Mais n’exagérez pas quand vous parlez de peuple. Il n’y a pas encore de « peuple burkinabè ».
Il y a une « population burkinabè ». Le peuple, c’est un
rassemblement de population qui a pris conscience de quelque chose. Une
population, c’est un rassemblement de population qui n’a pas encore pris
conscience. Et quand vous parlez de peuple au Burkina Faso, est-ce que
en dehors de Ouagadougou la capitale, vous voyez un peuple ? Ce n’est pas
les grands centres qui élisent les chefs d’Etat en démocratie. Ce sont les
populations qui élisent les députés et le président. Ce ne sont pas des
peuples. Et même quand vous allez dans certaines grandes villes du Burkina,
vous allez constater que le niveau de conscientisation est très faible. Là où
il y a vraiment une prise de conscience au Burkina c’est dans la capitale – Ouagadougou
– et dans une certaine classe sociale ! Donc il ne faut pas exagérer sur
le rôle du peuple. Par rapport à cela, sans doute que cette petite minorité qui
a pris conscience peut agir.
Mais il faut se
dire aussi qu’au niveau de la classe politique, il y a une certaine prise de
conscience ou une certaine volonté de défendre ses intérêts. Parce que quand
vous voyez ceux qui se prononcent, vous savez qu’ils obéissent à des mentors.

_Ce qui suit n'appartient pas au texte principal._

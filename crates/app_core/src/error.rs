//! Application error types

use crate::host::HostError;
use thiserror::Error;

/// Main application error type
#[derive(Error, Debug)]
pub enum AppError {
    // ===== Recoverable Errors (notify user, continue) =====
    #[error("File I/O error: {0}")]
    Io(#[from] std::io::Error),

    #[error(transparent)]
    Host(#[from] HostError),

    #[error("File dialog failed: {0}")]
    Dialog(String),

    // ===== Fatal Errors (application termination) =====
    #[error("Configuration error: {0}")]
    Config(String),

    #[error("Initialization failed: {0}")]
    Init(String),
}

impl AppError {
    /// Is this error recoverable?
    pub fn is_recoverable(&self) -> bool {
        matches!(
            self,
            AppError::Io(_) | AppError::Host(_) | AppError::Dialog(_)
        )
    }

    /// Is this a fatal error?
    pub fn is_fatal(&self) -> bool {
        !self.is_recoverable()
    }

    /// Get a user-friendly message
    pub fn user_message(&self) -> String {
        match self {
            AppError::Host(_) => "Something went wrong".to_string(),
            AppError::Dialog(_) => "Could not open the file dialog".to_string(),
            _ => self.to_string(),
        }
    }
}

#[cfg(test)]
mod tests {
    use super::*;

    #[test]
    fn test_classification() {
        let host = AppError::Host(crate::host::HostError::Protocol {
            command: "get_items",
        });
        assert!(host.is_recoverable());
        assert_eq!(host.user_message(), "Something went wrong");

        let init = AppError::Init("no GPU adapter".to_string());
        assert!(init.is_fatal());
    }
}
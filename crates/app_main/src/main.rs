//! Lumina - Photo library front end
//!
//! Main entry point.

#![cfg_attr(not(debug_assertions), windows_subsystem = "windows")]

mod app;

use std::sync::Arc;

use anyhow::Result;
use app_core::{
    AppConfig, AppError, HostClient, HostError, HostTransport, NotificationCenter,
    SocketTransport,
};
use async_trait::async_trait;
use host_proto::{HostCommand, HostResponse};

/// Stand-in transport when the host process is not reachable. Every call
/// fails, which the client boundary degrades to a notification, so the
/// window still opens instead of the app dying on startup.
struct DisconnectedTransport;

#[async_trait]
impl HostTransport for DisconnectedTransport {
    async fn call(&self, _command: HostCommand) -> Result<HostResponse, HostError> {
        Err(HostError::Io(std::io::Error::new(
            std::io::ErrorKind::NotConnected,
            "host process is not running",
        )))
    }
}

fn main() -> Result<()> {
    // Initialize logging and panic hook first
    let _log_guard = app_log::init()?;

    // Clean up old logs (7 days)
    if let Err(e) = app_log::cleanup_old_logs(7) {
        tracing::warn!("Failed to cleanup old logs: {}", e);
    }

    tracing::info!("Lumina starting...");

    let config = AppConfig::load().unwrap_or_default();

    let runtime = tokio::runtime::Builder::new_multi_thread()
        .enable_all()
        .build()
        .map_err(|e| AppError::Init(format!("async runtime: {}", e)))?;

    let notifications = NotificationCenter::new(runtime.handle().clone());

    let transport: Arc<dyn HostTransport> = match runtime.block_on(SocketTransport::connect()) {
        Ok(transport) => Arc::new(transport),
        Err(e) => {
            tracing::error!("Could not reach the host process: {}", e);
            Arc::new(DisconnectedTransport)
        }
    };

    let host = HostClient::new(transport, notifications.clone());
    let state = app_core::AppState::new(config, notifications, host);

    app::run(state, runtime.handle().clone())
}
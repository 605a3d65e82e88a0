//! Panic hook for crash reporting

use backtrace::Backtrace;
use chrono::Local;
use std::panic::PanicHookInfo;

/// Initialize the panic hook for crash reporting
pub fn init_panic_hook() {
    std::panic::set_hook(Box::new(panic_handler));
    tracing::debug!("Panic hook initialized");
}

fn panic_handler(info: &PanicHookInfo) {
    let backtrace = Backtrace::new();
    let thread = std::thread::current();
    let thread_name = thread.name().unwrap_or("<unnamed>");
    let timestamp = Local::now().to_rfc3339();

    let report = format!(
        "=== CRITICAL PANIC ===\n\
         Timestamp: {}\n\
         Thread: {}\n\
         Location: {:?}\n\
         Payload: {:?}\n\n\
         Stack Trace:\n{:?}",
        timestamp,
        thread_name,
        info.location(),
        info.payload().downcast_ref::<&str>().unwrap_or(&"<unknown>"),
        backtrace
    );

    // stderr is always available; tracing may already be torn down
    eprintln!("{}", report);
    tracing::error!("{}", report);

    let dump_filename = format!("lumina_crash_{}.txt", Local::now().format("%Y%m%d_%H%M%S"));
    let dump_path = std::env::temp_dir().join(&dump_filename);

    if let Err(e) = std::fs::write(&dump_path, &report) {
        eprintln!("Failed to write crash dump: {}", e);
    }
}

Il suffit que ces mentors leur disent d’aller dans un sens ou dans un autre, et
ils y vont. Il y a
une minorité de gens qui se prononcent de façon indépendante. Mais la majorité
se prononce en fonction de leur mentor sans trop réfléchir. Par exemple, les
partisans de Salif Diallo ne réfléchissent pas par deux fois. Il suffit qu’il
leur dise d’aller dans ce sens ou dans l’autre et ils y vont !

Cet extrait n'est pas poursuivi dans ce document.